Very recently, we have reported a new glucagon-like peptide-1 (GLP-1) receptor agonist, SKL-18287, (EC50: 1.2 and 0.13 nM for mouse and human, respectively) with extended in vivo half-life (T1/2: 5.8 h in rats), which is a medium-sized oligopeptide comprised of only natural l-amino acids. SKL-18287 is believed to exist in oligomeric form in vivo with a molecular weight of approximately 40,000 Da, which accounts for its extended in vivo half-life. This unique property may set SKL-18287 apart from other marketed GLP-1-based drugs. In this study, we report the pharmacological effects of SKL-18287 on type 2 diabetes mellitus (T2DM) and gastric emptying (GE) in several animal models. In intraperitoneal glucose tolerance tests, SKL-18287 lowered blood glucose level in a dose-dependent manner.
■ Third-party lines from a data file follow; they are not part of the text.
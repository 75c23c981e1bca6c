//! Drawing primitives shared by the board, results and calendar renderers.
//!
//! - [`RenderLayer`] and [`LayeredOutput`] order SVG nodes bottom to top.
//! - [`TextStyle`] renders labels and picks a font size that fits a width.

mod layer;
mod text;

pub use layer::{LayeredOutput, RenderLayer, SvgNode};
pub use text::TextStyle;
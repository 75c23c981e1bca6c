//! Calendar months.

use std::{fmt, str::FromStr};

use chrono::{Datelike, Months, NaiveDate};
use serde::{Serialize, Serializer};

use crate::error::InvalidInput;

/// A validated calendar month. Months are 1-indexed, `1` is January.
#[derive(Debug, Clone, Copy, PartialEq, Eq, Hash, PartialOrd, Ord)]
pub struct YearMonth {
    first_day: NaiveDate,
}

impl YearMonth {
    /// # Errors
    ///
    /// Returns [`InvalidInput::Month`] outside `1..=12` and
    /// [`InvalidInput::Year`] for a year the calendar cannot represent.
    pub fn new(year: i32, month: u32) -> Result<Self, InvalidInput> {
        if !(1..=12).contains(&month) {
            return Err(InvalidInput::Month { month });
        }
        NaiveDate::from_ymd_opt(year, month, 1)
            .map(|first_day| Self { first_day })
            .ok_or(InvalidInput::Year { year })
    }

    /// The month containing `date`.
    pub fn of(date: NaiveDate) -> Self {
        Self {
            first_day: date.with_day(1).unwrap_or(date),
        }
    }

    pub fn year(&self) -> i32 {
        self.first_day.year()
    }

    pub fn month(&self) -> u32 {
        self.first_day.month()
    }

    pub fn first_day(&self) -> NaiveDate {
        self.first_day
    }

    pub fn last_day(&self) -> NaiveDate {
        self.days().last().unwrap_or(self.first_day)
    }

    /// The following month, `None` past the end of the calendar.
    pub fn next(&self) -> Option<Self> {
        self.first_day
            .checked_add_months(Months::new(1))
            .map(|first_day| Self { first_day })
    }

    /// The preceding month, `None` before the start of the calendar.
    pub fn previous(&self) -> Option<Self> {
        self.first_day
            .checked_sub_months(Months::new(1))
            .map(|first_day| Self { first_day })
    }

    /// Every day of the month in order.
    pub fn days(&self) -> impl Iterator<Item = NaiveDate> + use<> {
        let month = self.month();
        self.first_day
            .iter_days()
            .take_while(move |day| day.month() == month)
    }

    pub fn contains(&self, date: NaiveDate) -> bool {
        date.year() == self.year() && date.month() == self.month()
    }
}

impl fmt::Display for YearMonth {
    fn fmt(&self, f: &mut fmt::Formatter<'_>) -> fmt::Result {
        write!(f, "{:04}-{:02}", self.year(), self.month())
    }
}

impl FromStr for YearMonth {
    type Err = InvalidInput;

    /// Parses `YYYY-MM`.
    fn from_str(s: &str) -> Result<Self, Self::Err> {
        let format_error = || InvalidInput::MonthFormat {
            input: s.to_string(),
        };

        let (year, month) = s.trim().split_once('-').ok_or_else(format_error)?;
        let year: i32 = year.parse().map_err(|_| format_error())?;
        let month: u32 = month.parse().map_err(|_| format_error())?;

        Self::new(year, month)
    }
}

impl Serialize for YearMonth {
    fn serialize<S: Serializer>(&self, serializer: S) -> Result<S::Ok, S::Error> {
        serializer.collect_str(self)
    }
}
Significant differences were observed between the control- and SKL-18287-treated groups at 0–1 h after the 1st and 2nd glucose loading. SKL-18287 glucose-lowering effect was virtually the same for both glucose loadings. In non-obese type 2 diabetic Goto-Kakizaki (GK) rats, SKL-18287, given a range of 6–12 nmol/kg/daily, produced a robust beneficial effect on glycohemoglobin (GHb). As for liraglutide, the 8 nmol/kg/daily dose failed to produce any significant effect on GHb. SKL-18287 had more potent therapeutic effects than liraglutide in GK rats, while it had marginal effect on GE. These results suggested that SKL-18287 was more pancreas-selective than liraglutide and would mitigate gastrointestinal adverse effects such as nausea and vomiting. SKL-18287 might be useful for non-obese patients with T2DM.